Młodsza Kara skrzyżowała ramiona na klatce piersiowej nadal siedząc na podłodze. Jedna z dziewczyn kiwnęła głową na chłopaka bliżej niej, po czym na otwarty plecak Edwards. Na ich ustach pojawiły się złośliwe uśmiechy.

Młoda wersja Edwards nie była świadoma co się zaraz wydarzy. Natomiast nastolatka siedziała na betonowym parapecie także mając skrzyżowane ręce na klatce piersiowej.

- Może zobaczmy co masz w plecaku? - spytał chłopak, chwytając tornister Kary.

Ona nie zdążyła zareagować, ponieważ był za szybki.

- Sprawdźmy - mruknął wyciągając z niego piórnik, który także był otwarty.

Następnie wysypał zawartość na podłogę depcząc przez "przypadek" niektóre przybory.

- Nic ciekawego - stwierdził.

- Hej, nie! Przestań! - krzyknęła Kara w mig podnosząc się z ziemi.

Jednak poczuła, jak ktoś ciągnie ją za włosy w dół, przez co boleśnie upadła na tyłek.

- O nie, czyżby ktoś nie potrafił ustać na nogach? - zaszydziła szatynka, która pociągnęła ją za włosy.

Kara bezsilnie patrzyła, jak chłopak wysypuje rzeczy z jej plecaka. Natomiast przybyszka z Lyoko zerkała na to bez jakichkolwiek emocji. Może dlatego, że obawiała się, że to pułapka któregoś z wirusów i nie chciała, by widzieli, jak okazuje słabość? A może był jakiś inny powód?

- Zeszyt od matmy, polskiego, francuskiego.
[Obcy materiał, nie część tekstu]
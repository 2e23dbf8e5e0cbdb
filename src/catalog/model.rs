use serde::Deserialize;
use serde_json::{Map, Value};
use std::collections::{BTreeMap, BTreeSet, HashMap};
use std::fmt;
use std::fs;
use std::path::Path;

use super::CatalogError;
use super::format::{self, Layout};

/// Translation state of a single localization.
///
/// States Xcode may add in the future are kept verbatim in [`Other`](Self::Other).
#[derive(Debug, Clone, Default, PartialEq, Eq, Deserialize)]
#[serde(from = "String")]
pub enum LocalizationState {
    #[default]
    New,
    Translated,
    NeedsReview,
    Other(String),
}

impl LocalizationState {
    pub fn as_str(&self) -> &str {
        match self {
            Self::New => "new",
            Self::Translated => "translated",
            Self::NeedsReview => "needs_review",
            Self::Other(s) => s,
        }
    }
}

impl From<String> for LocalizationState {
    fn from(s: String) -> Self {
        match s.as_str() {
            "new" => Self::New,
            "translated" => Self::Translated,
            "needs_review" => Self::NeedsReview,
            _ => Self::Other(s),
        }
    }
}

impl fmt::Display for LocalizationState {
    fn fmt(&self, f: &mut fmt::Formatter<'_>) -> fmt::Result {
        f.write_str(self.as_str())
    }
}

/// The `stringUnit` of a localization: a value and its state.
#[derive(Debug, Clone, Default, PartialEq, Eq, Deserialize)]
pub struct StringUnit {
    #[serde(default)]
    pub state: LocalizationState,
    #[serde(default)]
    pub value: String,
}

impl StringUnit {
    pub fn new(state: LocalizationState, value: impl Into<String>) -> Self {
        Self {
            state,
            value: value.into(),
        }
    }
}

/// One language of an entry.
#[derive(Debug, Clone, Default, PartialEq, Eq, Deserialize)]
#[serde(rename_all = "camelCase")]
pub struct Localization {
    #[serde(default)]
    pub string_unit: Option<StringUnit>,
    /// Plural or device variations. Carried through untouched.
    #[serde(default)]
    pub variations: Option<Value>,
}

impl Localization {
    /// `true` iff the state is `translated` and the value is not blank.
    pub fn is_complete(&self) -> bool {
        self.string_unit.as_ref().is_some_and(|unit| {
            unit.state == LocalizationState::Translated && !unit.value.trim().is_empty()
        })
    }

    /// Localizations made only of variations are never translated here.
    pub const fn is_variation_only(&self) -> bool {
        self.string_unit.is_none() && self.variations.is_some()
    }

    pub fn value(&self) -> Option<&str> {
        self.string_unit.as_ref().map(|unit| unit.value.as_str())
    }
}

const fn default_should_translate() -> bool {
    true
}

/// A translatable entry of the catalog.
#[derive(Debug, Clone, PartialEq, Eq, Deserialize)]
#[serde(rename_all = "camelCase")]
pub struct Entry {
    #[serde(default = "default_should_translate")]
    pub should_translate: bool,
    #[serde(default)]
    pub comment: Option<String>,
    #[serde(default)]
    pub localizations: BTreeMap<String, Localization>,
}

impl Default for Entry {
    fn default() -> Self {
        Self {
            should_translate: true,
            comment: None,
            localizations: BTreeMap::new(),
        }
    }
}

impl Entry {
    pub fn localization(&self, language: &str) -> Option<&Localization> {
        self.localizations.get(language)
    }

    /// The comment, if present and not blank.
    pub fn comment(&self) -> Option<&str> {
        self.comment.as_deref().filter(|c| !c.trim().is_empty())
    }
}

/// An Xcode string catalog.
///
/// The raw JSON document is kept alongside the typed view of its entries so
/// that every member the engine does not model is written back unchanged.
#[derive(Debug, Clone)]
pub struct Catalog {
    document: Map<String, Value>,
    source_language: String,
    entries: Vec<(String, Entry)>,
    /// Position of each key in `entries`.
    index: HashMap<String, usize>,
    layout: Layout,
}

impl Catalog {
    /// Reads and parses a catalog file.
    pub fn load(path: &Path) -> Result<Self, CatalogError> {
        let text = fs::read_to_string(path).map_err(|source| CatalogError::Read {
            path: path.to_path_buf(),
            source,
        })?;
        Self::parse(&text)
    }

    /// Parses catalog JSON.
    pub fn parse(text: &str) -> Result<Self, CatalogError> {
        let document: Map<String, Value> = serde_json::from_str(text)?;

        let source_language = document
            .get("sourceLanguage")
            .and_then(Value::as_str)
            .filter(|s| !s.is_empty())
            .ok_or_else(|| CatalogError::Invalid("missing `sourceLanguage`".to_string()))?
            .to_string();

        let entries: Vec<(String, Entry)> = match document.get("strings") {
            None => Vec::new(),
            Some(Value::Object(strings)) => strings
                .iter()
                .map(|(key, value)| {
                    Entry::deserialize(value)
                        .map(|entry| (key.clone(), entry))
                        .map_err(|e| CatalogError::Invalid(format!("entry `{key}`: {e}")))
                })
                .collect::<Result<_, _>>()?,
            Some(_) => {
                return Err(CatalogError::Invalid(
                    "`strings` is not an object".to_string(),
                ));
            }
        };

        let index = entries
            .iter()
            .enumerate()
            .map(|(position, (key, _))| (key.clone(), position))
            .collect();

        Ok(Self {
            document,
            source_language,
            entries,
            index,
            layout: Layout::detect(text),
        })
    }

    pub fn source_language(&self) -> &str {
        &self.source_language
    }

    /// Entries in file order.
    pub fn entries(&self) -> impl Iterator<Item = (&str, &Entry)> {
        self.entries.iter().map(|(key, entry)| (key.as_str(), entry))
    }

    /// Keys in file order.
    pub fn keys(&self) -> impl Iterator<Item = &str> {
        self.entries.iter().map(|(key, _)| key.as_str())
    }

    pub fn entry(&self, key: &str) -> Option<&Entry> {
        self.index.get(key).map(|&position| &self.entries[position].1)
    }

    /// Every language that appears in the catalog except the source language, sorted.
    pub fn target_languages(&self) -> Vec<String> {
        self.entries
            .iter()
            .flat_map(|(_, entry)| entry.localizations.keys())
            .filter(|lang| **lang != self.source_language)
            .cloned()
            .collect::<BTreeSet<_>>()
            .into_iter()
            .collect()
    }

    /// Sets the `stringUnit` of `key` in `language`, creating the entry,
    /// its `localizations` and the localization when missing.
    ///
    /// Existing members keep their position; new ones are appended.
    pub fn set_string_unit(
        &mut self,
        key: &str,
        language: &str,
        unit: &StringUnit,
    ) -> Result<(), CatalogError> {
        let strings = object_member(&mut self.document, "strings", "catalog")?;
        let entry_value = strings
            .entry(key)
            .or_insert_with(|| Value::Object(Map::new()));
        let Value::Object(entry) = &mut *entry_value else {
            return Err(CatalogError::Invalid(format!("entry `{key}` is not an object")));
        };

        let localizations = object_member(entry, "localizations", key)?;
        let localization = object_member(localizations, language, key)?;
        let string_unit = object_member(localization, "stringUnit", key)?;
        string_unit.insert(
            "state".to_string(),
            Value::String(unit.state.as_str().to_string()),
        );
        string_unit.insert("value".to_string(), Value::String(unit.value.clone()));

        let typed = Entry::deserialize(&*entry_value)
            .map_err(|e| CatalogError::Invalid(format!("entry `{key}`: {e}")))?;
        match self.index.get(key) {
            Some(&position) => self.entries[position].1 = typed,
            None => {
                self.index.insert(key.to_string(), self.entries.len());
                self.entries.push((key.to_string(), typed));
            }
        }

        Ok(())
    }

    /// Serializes the catalog with the layout it was read with.
    pub fn to_json_string(&self) -> Result<String, CatalogError> {
        Ok(format::to_string(
            &Value::Object(self.document.clone()),
            &self.layout,
        )?)
    }
}

/// Returns `map[name]` as an object, inserting an empty one when absent.
fn object_member<'a>(
    map: &'a mut Map<String, Value>,
    name: &str,
    owner: &str,
) -> Result<&'a mut Map<String, Value>, CatalogError> {
    match map
        .entry(name)
        .or_insert_with(|| Value::Object(Map::new()))
    {
        Value::Object(object) => Ok(object),
        _ => Err(CatalogError::Invalid(format!(
            "`{name}` in `{owner}` is not an object"
        ))),
    }
}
Chyba Ci się nie przydadzą.

Na jej oczach zeszyty, które prowadziła starannie przez siedem miesięcy stały się strzępkami wyrwanych kartek.
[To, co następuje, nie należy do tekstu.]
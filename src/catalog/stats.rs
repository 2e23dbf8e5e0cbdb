use super::Catalog;

/// Completion statistics of one target language.
#[derive(Debug, Clone, Copy, Default, PartialEq, Eq)]
pub struct LanguageStats {
    /// Translatable entries.
    pub total: usize,
    /// Entries whose localization is complete.
    pub translated: usize,
    /// `total - translated`.
    pub untranslated: usize,
    /// Entries marked `shouldTranslate: false`.
    pub skipped_dont_translate: usize,
}

impl LanguageStats {
    /// Share of translated entries, rounded to one decimal. An empty language is 100%.
    pub fn percentage(&self) -> f64 {
        if self.total == 0 {
            return 100.0;
        }
        (self.translated as f64 / self.total as f64 * 1000.0).round() / 10.0
    }
}

/// Computes completion statistics of `language`.
///
/// Counts the same entries the diff extractor considers: entries with an empty
/// key and localizations made only of variations are ignored, and
/// `shouldTranslate: false` entries are reported separately instead of in `total`.
pub fn language_stats(catalog: &Catalog, language: &str) -> LanguageStats {
    let mut stats = LanguageStats::default();

    for (key, entry) in catalog.entries() {
        if key.is_empty() {
            continue;
        }
        if !entry.should_translate {
            stats.skipped_dont_translate += 1;
            continue;
        }

        match entry.localization(language) {
            Some(localization) if localization.is_variation_only() => {}
            Some(localization) => {
                stats.total += 1;
                if localization.is_complete() {
                    stats.translated += 1;
                }
            }
            None => stats.total += 1,
        }
    }

    stats.untranslated = stats.total - stats.translated;
    stats
}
Kiedy skończyli książki, kartki i inne przybory walały się niemal po całym korytarzu.

- Jesteś głupia - powiedziała Martyna patrząc na nią z dziecinną wyższością.

Następnie zaczęli odchodzić.

- Masz dwie godziny, by odrobić nam zadania.

Po tych słowach nastoletnia Kara zachwiała się. Obraz zaczął jej się zamazywać, pomału pochłaniając ją w ciemność. Nawet nie poczuła, że przed jej zniknięciem jedna łza spłynęła po jej policzku.

***

- Dobra, teraz trudniejsza część zadania - zaczęła Kasia, rozglądając się po wirtualnym świecie. - Nie mamy pojęcia, gdzie ona się znajduje.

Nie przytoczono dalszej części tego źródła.